_Task to complete_
Your output should be the entries below, exact in every detail.

Material for this task below:

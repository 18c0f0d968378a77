//! Typed, schema-validated async client core for a DynamoDB-style store.
//!
//! Callers declare per-table key schemas once, register them in a
//! [`Database`], and issue typed operations without hand-building wire
//! requests. The client marshals native scalar and set values to the
//! store's tagged JSON envelope, validates key shapes against the schema,
//! drives the optimistic-concurrency write protocol, and enforces the
//! 25-item batch-write ceiling locally.
//!
//! All network I/O and request signing lives behind the [`RequestExecutor`]
//! trait; this crate only builds validated operation payloads and
//! interprets the structured responses and errors the executor returns.
//! Validation failures surface synchronously, before any dispatch;
//! store-reported failures surface through each operation's future.
//!
//! ```no_run
//! use std::sync::Arc;
//! use adynamo_client::{Database, KeyType, TableSchema, item};
//! # async fn demo(executor: Arc<dyn adynamo_client::RequestExecutor>) -> adynamo_client::Result<()> {
//! let db = Database::new(
//!     executor,
//!     [(
//!         "events",
//!         TableSchema::new("id", KeyType::Int).with_range_key("ts", KeyType::Int),
//!     )],
//! )?;
//! let events = db.table("events")?;
//! events.put(item! { "id" => 1, "ts" => 10, "kind" => "signup" }).await?;
//! let recent = events.query(1).gt(5).asc().limit(10).execute().await?;
//! # let _ = recent;
//! # Ok(())
//! # }
//! ```

pub mod codec;
pub mod database;
pub mod error;
pub mod executor;
pub mod query;
pub mod schema;
pub mod table;

pub use codec::{Item, Value, pack, pack_item, unpack, unpack_item};
pub use database::Database;
pub use error::{Error, MAX_BATCH_OPERATIONS, Result};
pub use executor::{ExecutorError, RequestExecutor};
pub use query::{QueryBuilder, ScanBuilder};
pub use schema::{ExtractedKeys, KeyType, TableSchema};
pub use table::{GetOptions, Table};
//! Deferred query and scan builders.
//!
//! Both builders are fluent and single-shot: configuration methods consume
//! and return the builder, and `execute` takes it by value, so a builder
//! cannot be reused after dispatch. A query must be given a range condition
//! before execution; a scan may run unfiltered.

use std::collections::HashMap;

use adynamo_model::Operation;
use adynamo_model::input::{QueryInput, ScanInput};
use adynamo_model::output::{QueryOutput, ScanOutput};
use adynamo_model::types::{ComparisonOperator, Condition};

use crate::codec::{self, Item, Value};
use crate::error::{Error, Result};
use crate::executor::dispatch;
use crate::table::Table;

/// Builds a range query against one hash key.
#[derive(Debug)]
pub struct QueryBuilder<'a> {
    table: &'a Table,
    hash: Value,
    condition: Option<(ComparisonOperator, Value)>,
    forward: bool,
    limit: Option<i32>,
    consistent_read: bool,
    attributes_to_get: Vec<String>,
}

impl<'a> QueryBuilder<'a> {
    pub(crate) fn new(table: &'a Table, hash: Value) -> Self {
        Self {
            table,
            hash,
            condition: None,
            forward: true,
            limit: None,
            consistent_read: false,
            attributes_to_get: Vec::new(),
        }
    }

    /// Require range values strictly greater than `bound`.
    #[must_use]
    pub fn gt(mut self, bound: impl Into<Value>) -> Self {
        self.condition = Some((ComparisonOperator::Gt, bound.into()));
        self
    }

    /// Require range values strictly less than `bound`.
    #[must_use]
    pub fn lt(mut self, bound: impl Into<Value>) -> Self {
        self.condition = Some((ComparisonOperator::Lt, bound.into()));
        self
    }

    /// Return items in ascending range order (the default).
    #[must_use]
    pub fn asc(mut self) -> Self {
        self.forward = true;
        self
    }

    /// Return items in descending range order.
    #[must_use]
    pub fn desc(mut self) -> Self {
        self.forward = false;
        self
    }

    /// Cap the number of items returned.
    #[must_use]
    pub fn limit(mut self, limit: u32) -> Self {
        self.limit = Some(i32::try_from(limit).unwrap_or(i32::MAX));
        self
    }

    /// Use a strongly consistent read.
    #[must_use]
    pub fn consistent_read(mut self) -> Self {
        self.consistent_read = true;
        self
    }

    /// Restrict the attributes returned for each item.
    #[must_use]
    pub fn attributes(mut self, names: impl IntoIterator<Item = impl Into<String>>) -> Self {
        self.attributes_to_get = names.into_iter().map(Into::into).collect();
        self
    }

    fn build_input(&self) -> Result<QueryInput> {
        let Some((operator, bound)) = &self.condition else {
            return Err(Error::Precondition);
        };
        let range_name = self
            .table
            .schema
            .range_key_name()
            .ok_or_else(|| Error::Schema("table declares no range key to query".to_owned()))?;
        let key_conditions = HashMap::from([
            (
                self.table.schema.hash_key_name().to_owned(),
                Condition {
                    comparison_operator: ComparisonOperator::Eq,
                    attribute_value_list: vec![codec::pack(&self.hash)?],
                },
            ),
            (
                range_name.to_owned(),
                Condition {
                    comparison_operator: *operator,
                    attribute_value_list: vec![codec::pack(bound)?],
                },
            ),
        ]);
        Ok(QueryInput {
            table_name: self.table.name.clone(),
            key_conditions,
            attributes_to_get: self.attributes_to_get.clone(),
            scan_index_forward: Some(self.forward),
            limit: self.limit,
            consistent_read: self.consistent_read.then_some(true),
        })
    }

    /// Dispatch the query, consuming the builder.
    ///
    /// Fails with [`Error::Precondition`] when no range condition was
    /// configured; resolves to the matching items in store order.
    pub async fn execute(self) -> Result<Vec<Item>> {
        let input = self.build_input()?;
        let output: QueryOutput =
            dispatch(&*self.table.executor, Operation::Query, &input).await?;
        output.items.into_iter().map(codec::unpack_item).collect()
    }
}

/// Builds a table scan with an optional attribute filter.
#[derive(Debug)]
pub struct ScanBuilder<'a> {
    table: &'a Table,
    filter: Option<(String, ComparisonOperator, Value)>,
    forward: bool,
    limit: Option<i32>,
}

impl<'a> ScanBuilder<'a> {
    pub(crate) fn new(table: &'a Table) -> Self {
        Self {
            table,
            filter: None,
            forward: true,
            limit: None,
        }
    }

    /// Keep only items whose `attr` is strictly greater than `bound`.
    #[must_use]
    pub fn gt(mut self, attr: impl Into<String>, bound: impl Into<Value>) -> Self {
        self.filter = Some((attr.into(), ComparisonOperator::Gt, bound.into()));
        self
    }

    /// Keep only items whose `attr` is strictly less than `bound`.
    #[must_use]
    pub fn lt(mut self, attr: impl Into<String>, bound: impl Into<Value>) -> Self {
        self.filter = Some((attr.into(), ComparisonOperator::Lt, bound.into()));
        self
    }

    /// Return items in forward store order (the default).
    #[must_use]
    pub fn asc(mut self) -> Self {
        self.forward = true;
        self
    }

    /// Return items in reverse store order.
    #[must_use]
    pub fn desc(mut self) -> Self {
        self.forward = false;
        self
    }

    /// Cap the number of items returned.
    #[must_use]
    pub fn limit(mut self, limit: u32) -> Self {
        self.limit = Some(i32::try_from(limit).unwrap_or(i32::MAX));
        self
    }

    fn build_input(&self) -> Result<ScanInput> {
        let scan_filter = match &self.filter {
            Some((attr, operator, bound)) => HashMap::from([(
                attr.clone(),
                Condition {
                    comparison_operator: *operator,
                    attribute_value_list: vec![codec::pack(bound)?],
                },
            )]),
            None => HashMap::new(),
        };
        Ok(ScanInput {
            table_name: self.table.name.clone(),
            scan_filter,
            scan_index_forward: Some(self.forward),
            limit: self.limit,
        })
    }

    /// Dispatch the scan, consuming the builder. Always valid; an
    /// unconfigured builder scans the whole table.
    pub async fn execute(self) -> Result<Vec<Item>> {
        let input = self.build_input()?;
        let output: ScanOutput = dispatch(&*self.table.executor, Operation::Scan, &input).await?;
        output.items.into_iter().map(codec::unpack_item).collect()
    }
}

End of Material for this task.

_Answer for this exercise_
repository 18c0f0d968378a77
//! Typed, schema-validated async client core for a DynamoDB-style store.
//!
//! Callers declare per-table key schemas once, register them in a
//! [`Database`], and issue typed operations without hand-building wire
//! requests. The client marshals native scalar and set values to the
//! store's tagged JSON envelope, validates key shapes against the schema,
//! drives the optimistic-concurrency write protocol, and enforces the
//! 25-item batch-write ceiling locally.
//!
//! All network I/O and request signing lives behind the [`RequestExecutor`]
//! trait; this crate only builds validated operation payloads and
//! interprets the structured responses and errors the executor returns.
//! Validation failures surface synchronously, before any dispatch;
//! store-reported failures surface through each operation's future.
//!
//! ```no_run
//! use std::sync::Arc;
//! use adynamo_client::{Database, KeyType, TableSchema, item};
//! # async fn demo(executor: Arc<dyn adynamo_client::RequestExecutor>) -> adynamo_client::Result<()> {
//! let db = Database::new(
//!     executor,
//!     [(
//!         "events",
//!         TableSchema::new("id", KeyType::Int).with_range_key("ts", KeyType::Int),
//!     )],
//! )?;
//! let events = db.table("events")?;
//! events.put(item! { "id" => 1, "ts" => 10, "kind" => "signup" }).await?;
//! let recent = events.query(1).gt(5).asc().limit(10).execute().await?;
//! # let _ = recent;
//! # Ok(())
//! # }
//! ```

pub mod codec;
pub mod database;
pub mod error;
pub mod executor;
pub mod query;
pub mod schema;
pub mod table;

pub use codec::{Item, Value, pack, pack_item, unpack, unpack_item};
pub use database::Database;
pub use error::{Error, MAX_BATCH_OPERATIONS, Result};
pub use executor::{ExecutorError, RequestExecutor};
pub use query::{QueryBuilder, ScanBuilder};
pub use schema::{ExtractedKeys, KeyType, TableSchema};
pub use table::{GetOptions, Table};
//! Deferred query and scan builders.
//!
//! Both builders are fluent and single-shot: configuration methods consume
//! and return the builder, and `execute` takes it by value, so a builder
//! cannot be reused after dispatch. A query must be given a range condition
//! before execution; a scan may run unfiltered.

use std::collections::HashMap;

use adynamo_model::Operation;
use adynamo_model::input::{QueryInput, ScanInput};
use adynamo_model::output::{QueryOutput, ScanOutput};
use adynamo_model::types::{ComparisonOperator, Condition};

use crate::codec::{self, Item, Value};
use crate::error::{Error, Result};
use crate::executor::dispatch;
use crate::table::Table;

/// Builds a range query against one hash key.
#[derive(Debug)]
pub struct QueryBuilder<'a> {
    table: &'a Table,
    hash: Value,
    condition: Option<(ComparisonOperator, Value)>,
    forward: bool,
    limit: Option<i32>,
    consistent_read: bool,
    attributes_to_get: Vec<String>,
}

impl<'a> QueryBuilder<'a> {
    pub(crate) fn new(table: &'a Table, hash: Value) -> Self {
        Self {
            table,
            hash,
            condition: None,
            forward: true,
            limit: None,
            consistent_read: false,
            attributes_to_get: Vec::new(),
        }
    }

    /// Require range values strictly greater than `bound`.
    #[must_use]
    pub fn gt(mut self, bound: impl Into<Value>) -> Self {
        self.condition = Some((ComparisonOperator::Gt, bound.into()));
        self
    }

    /// Require range values strictly less than `bound`.
    #[must_use]
    pub fn lt(mut self, bound: impl Into<Value>) -> Self {
        self.condition = Some((ComparisonOperator::Lt, bound.into()));
        self
    }

    /// Return items in ascending range order (the default).
    #[must_use]
    pub fn asc(mut self) -> Self {
        self.forward = true;
        self
    }

    /// Return items in descending range order.
    #[must_use]
    pub fn desc(mut self) -> Self {
        self.forward = false;
        self
    }

    /// Cap the number of items returned.
    #[must_use]
    pub fn limit(mut self, limit: u32) -> Self {
        self.limit = Some(i32::try_from(limit).unwrap_or(i32::MAX));
        self
    }

    /// Use a strongly consistent read.
    #[must_use]
    pub fn consistent_read(mut self) -> Self {
        self.consistent_read = true;
        self
    }

    /// Restrict the attributes returned for each item.
    #[must_use]
    pub fn attributes(mut self, names: impl IntoIterator<Item = impl Into<String>>) -> Self {
        self.attributes_to_get = names.into_iter().map(Into::into).collect();
        self
    }

    fn build_input(&self) -> Result<QueryInput> {
        let Some((operator, bound)) = &self.condition else {
            return Err(Error::Precondition);
        };
        let range_name = self
            .table
            .schema
            .range_key_name()
            .ok_or_else(|| Error::Schema("table declares no range key to query".to_owned()))?;
        let key_conditions = HashMap::from([
            (
                self.table.schema.hash_key_name().to_owned(),
                Condition {
                    comparison_operator: ComparisonOperator::Eq,
                    attribute_value_list: vec![codec::pack(&self.hash)?],
                },
            ),
            (
                range_name.to_owned(),
                Condition {
                    comparison_operator: *operator,
                    attribute_value_list: vec![codec::pack(bound)?],
                },
            ),
        ]);
        Ok(QueryInput {
            table_name: self.table.name.clone(),
            key_conditions,
            attributes_to_get: self.attributes_to_get.clone(),
            scan_index_forward: Some(self.forward),
            limit: self.limit,
            consistent_read: self.consistent_read.then_some(true),
        })
    }

    /// Dispatch the query, consuming the builder.
    ///
    /// Fails with [`Error::Precondition`] when no range condition was
    /// configured; resolves to the matching items in store order.
    pub async fn execute(self) -> Result<Vec<Item>> {
        let input = self.build_input()?;
        let output: QueryOutput =
            dispatch(&*self.table.executor, Operation::Query, &input).await?;
        output.items.into_iter().map(codec::unpack_item).collect()
    }
}

/// Builds a table scan with an optional attribute filter.
#[derive(Debug)]
pub struct ScanBuilder<'a> {
    table: &'a Table,
    filter: Option<(String, ComparisonOperator, Value)>,
    forward: bool,
    limit: Option<i32>,
}

impl<'a> ScanBuilder<'a> {
    pub(crate) fn new(table: &'a Table) -> Self {
        Self {
            table,
            filter: None,
            forward: true,
            limit: None,
        }
    }

    /// Keep only items whose `attr` is strictly greater than `bound`.
    #[must_use]
    pub fn gt(mut self, attr: impl Into<String>, bound: impl Into<Value>) -> Self {
        self.filter = Some((attr.into(), ComparisonOperator::Gt, bound.into()));
        self
    }

    /// Keep only items whose `attr` is strictly less than `bound`.
    #[must_use]
    pub fn lt(mut self, attr: impl Into<String>, bound: impl Into<Value>) -> Self {
        self.filter = Some((attr.into(), ComparisonOperator::Lt, bound.into()));
        self
    }

    /// Return items in forward store order (the default).
    #[must_use]
    pub fn asc(mut self) -> Self {
        self.forward = true;
        self
    }

    /// Return items in reverse store order.
    #[must_use]
    pub fn desc(mut self) -> Self {
        self.forward = false;
        self
    }

    /// Cap the number of items returned.
    #[must_use]
    pub fn limit(mut self, limit: u32) -> Self {
        self.limit = Some(i32::try_from(limit).unwrap_or(i32::MAX));
        self
    }

    fn build_input(&self) -> Result<ScanInput> {
        let scan_filter = match &self.filter {
            Some((attr, operator, bound)) => HashMap::from([(
                attr.clone(),
                Condition {
                    comparison_operator: *operator,
                    attribute_value_list: vec![codec::pack(bound)?],
                },
            )]),
            None => HashMap::new(),
        };
        Ok(ScanInput {
            table_name: self.table.name.clone(),
            scan_filter,
            scan_index_forward: Some(self.forward),
            limit: self.limit,
        })
    }

    /// Dispatch the scan, consuming the builder. Always valid; an
    /// unconfigured builder scans the whole table.
    pub async fn execute(self) -> Result<Vec<Item>> {
        let input = self.build_input()?;
        let output: ScanOutput = dispatch(&*self.table.executor, Operation::Scan, &input).await?;
        output.items.into_iter().map(codec::unpack_item).collect()
    }
}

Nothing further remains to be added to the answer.